Mit Resnais bilden Sie seit einem Vierteljahrhundert ein Trio amical. Da gab es bestimmt auch schwierige, harte Momente.

ARDITI: Mit Resnais nie. Nie.

AZEMA: Nie.

ARDITI: Nicht mal Ärger.

AZEMA: Nein, wir atmen einfach. Wir atmen frei. Das ist unser Leben.

Manche Regisseure quälen ihre Schauspieler, um mehr für ihren Film herauszuholen.

ARDITI: Es gibt zwei Sorten von Regisseuren, die Vergewaltiger und die Diebe („violeurs“ und „voleurs“). Die Vergewaltiger reißen aus uns heraus, was sie brauchen. Von ihnen lernt man nichts. Resnais dagegen ist ein Dieb. Er holt aus einem Dinge heraus, von denen man selber gar nichts weiß. Nachher öffnet er die Hand und sagt: Das gehört Ihnen, tun Sie es in Ihren Koffer, fürs nächste Mal. Stück für Stück füllt sich dieser Koffer, mit dem wir durchs Leben gehen. Der Koffer der Leute, die mit „violeurs“ arbeiten, ist leer.

Sie haben zusammen nicht nur mit Resnais gearbeitet, mit Gérard Oury etwa oder Bruno Podalydès. Fremdelt man dann?

ARDITI: Resnais ist eine Welt für sich. Resnais ist ein Ufo. Seine Filme sind so unvergleichlich wie seine Arbeitsweise.

AZEMA: Anderswo ist man sowieso jemand anderer. Als ich mit André Dussollier in „Tanguy – Der Nesthocker“ spielte, war er nicht der Resnais-André, und auch ich war in einem völlig verschiedenen Register. Aber nach solchen Erfahrungen kehren wir gern zurück. Jetzt sind wir sogar zu dritt in „Herzen“. Für mich war das noch nie so schön wie diesmal, mit André – und mit dir, Pierre.

ARDITI: So lange gehen wir jetzt schon zusammen durchs Leben. Mein Verhältnis zu Sabine ist schnell sehr intim geworden, ich meine das jetzt sehr präzis und nicht beruflich. Nein, nicht so, wir hatten keineswegs ein Verhältnis ...

AZEMA (lacht)

ARDITI: … aber wir sind sehr vertraut, wir wissen viel Persönliches voneinander. Das schafft eine tiefe Nähe, auch wenn wir uns drei, vier Monate nicht sehen. Diese Nähe spiegelt sich auch in der Arbeit wider. Wenn wir den anderen noch überraschen wollen, dann müssen wir aber verdammt früh aufstehen!

In „Smoking/No Smoking“ spielten Sie immer auch eine Alternative der Handlung weiter. Im Leben dagegen muss man sich entscheiden.
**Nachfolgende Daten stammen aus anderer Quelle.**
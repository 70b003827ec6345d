//! Reconciliation engine.

mod error;
mod orchestrator;

pub use error::SyncError;
pub use orchestrator::SyncOrchestrator;
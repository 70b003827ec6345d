//! Server configuration.

use std::net::{IpAddr, SocketAddr};
use std::path::PathBuf;
use std::time::Duration;

use opsync_openproject::OpenProjectConfig;

use crate::notify::{NotifierConfig, TelegramConfig};

/// Sync cadence used when none (or zero) is configured.
pub const DEFAULT_SYNC_INTERVAL_MINUTES: i64 = 30;

/// Upper bound for the sync interval (one year).
pub const MAX_SYNC_INTERVAL_MINUTES: i64 = 365 * 24 * 60;

/// Server configuration.
#[derive(Debug, Clone)]
pub struct Config {
    /// HTTP bind host.
    pub host: String,

    /// HTTP bind port.
    pub port: u16,

    /// SQLite database path; `None` keeps tasks in memory.
    pub database: Option<PathBuf>,

    /// Periodic sync cadence.
    pub sync_interval: Duration,

    pub openproject: OpenProjectConfig,

    pub telegram: TelegramConfig,

    pub notifier: NotifierConfig,
}

impl Config {
    /// Socket address the HTTP server binds to.
    pub fn bind_addr(&self) -> Result<SocketAddr, std::net::AddrParseError> {
        let ip: IpAddr = self.host.parse()?;
        Ok(SocketAddr::new(ip, self.port))
    }

    /// Convert a minute count into a sync interval.
    ///
    /// Zero falls back to the default cadence; anything else is clamped
    /// between one minute and [`MAX_SYNC_INTERVAL_MINUTES`].
    pub fn sync_interval_from_minutes(minutes: i64) -> Duration {
        let minutes = if minutes == 0 {
            DEFAULT_SYNC_INTERVAL_MINUTES
        } else {
            minutes.clamp(1, MAX_SYNC_INTERVAL_MINUTES)
        };
        Duration::from_secs(minutes.unsigned_abs().saturating_mul(60))
    }

    /// Apply one request timeout to every outbound HTTP client.
    pub fn with_request_timeout(mut self, timeout: Duration) -> Self {
        self.openproject.request_timeout = timeout;
        self.telegram.request_timeout = timeout;
        self
    }
}

impl Default for Config {
    fn default() -> Self {
        Self {
            host: "0.0.0.0".to_string(),
            port: 3000,
            database: None,
            sync_interval: Self::sync_interval_from_minutes(DEFAULT_SYNC_INTERVAL_MINUTES),
            openproject: OpenProjectConfig::default(),
            telegram: TelegramConfig::default(),
            notifier: NotifierConfig::default(),
        }
    }
}

#[cfg(test)]
mod tests {
    use super::*;

    #[test]
    fn test_sync_interval_clamping() {
        assert_eq!(Config::sync_interval_from_minutes(5), Duration::from_secs(300));
        assert_eq!(Config::sync_interval_from_minutes(0), Duration::from_secs(1800));
        assert_eq!(Config::sync_interval_from_minutes(-3), Duration::from_secs(60));
    }

    #[test]
    fn test_sync_interval_caps_huge_values() {
        let cap = Duration::from_secs(MAX_SYNC_INTERVAL_MINUTES as u64 * 60);
        assert_eq!(Config::sync_interval_from_minutes(i64::MAX), cap);
        assert_eq!(
            Config::sync_interval_from_minutes(MAX_SYNC_INTERVAL_MINUTES + 1),
            cap
        );
        assert_eq!(Config::sync_interval_from_minutes(i64::MIN), Duration::from_secs(60));
    }

    #[test]
    fn test_default_bind_addr() {
        let addr = Config::default().bind_addr().unwrap();
        assert_eq!(addr.port(), 3000);
        assert!(addr.ip().is_unspecified());
    }

    #[test]
    fn test_request_timeout_applies_to_all_clients() {
        let config = Config::default().with_request_timeout(Duration::from_secs(5));
        assert_eq!(config.openproject.request_timeout, Duration::from_secs(5));
        assert_eq!(config.telegram.request_timeout, Duration::from_secs(5));
    }
}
Wie sieht Ihre eigene nicht gespielte Karte aus?

ARDITI: Ich glaube, für mich hat sie nie existiert. Und wenn, dann würde ich heute eher an die Karten denken, die ich nicht mehr spielen werde.

AZEMA: Es gibt so Tage, da fängt man bei null an. Aber vielleicht liegt das in der Natur der Schauspielerei: dass man immer jemand anderer sein kann, und sei es nur zum Spiel. So viele Identitäten, so viele Berufe, so viele Lieben.

Das Gespräch führte Jan Schulz-Ojala.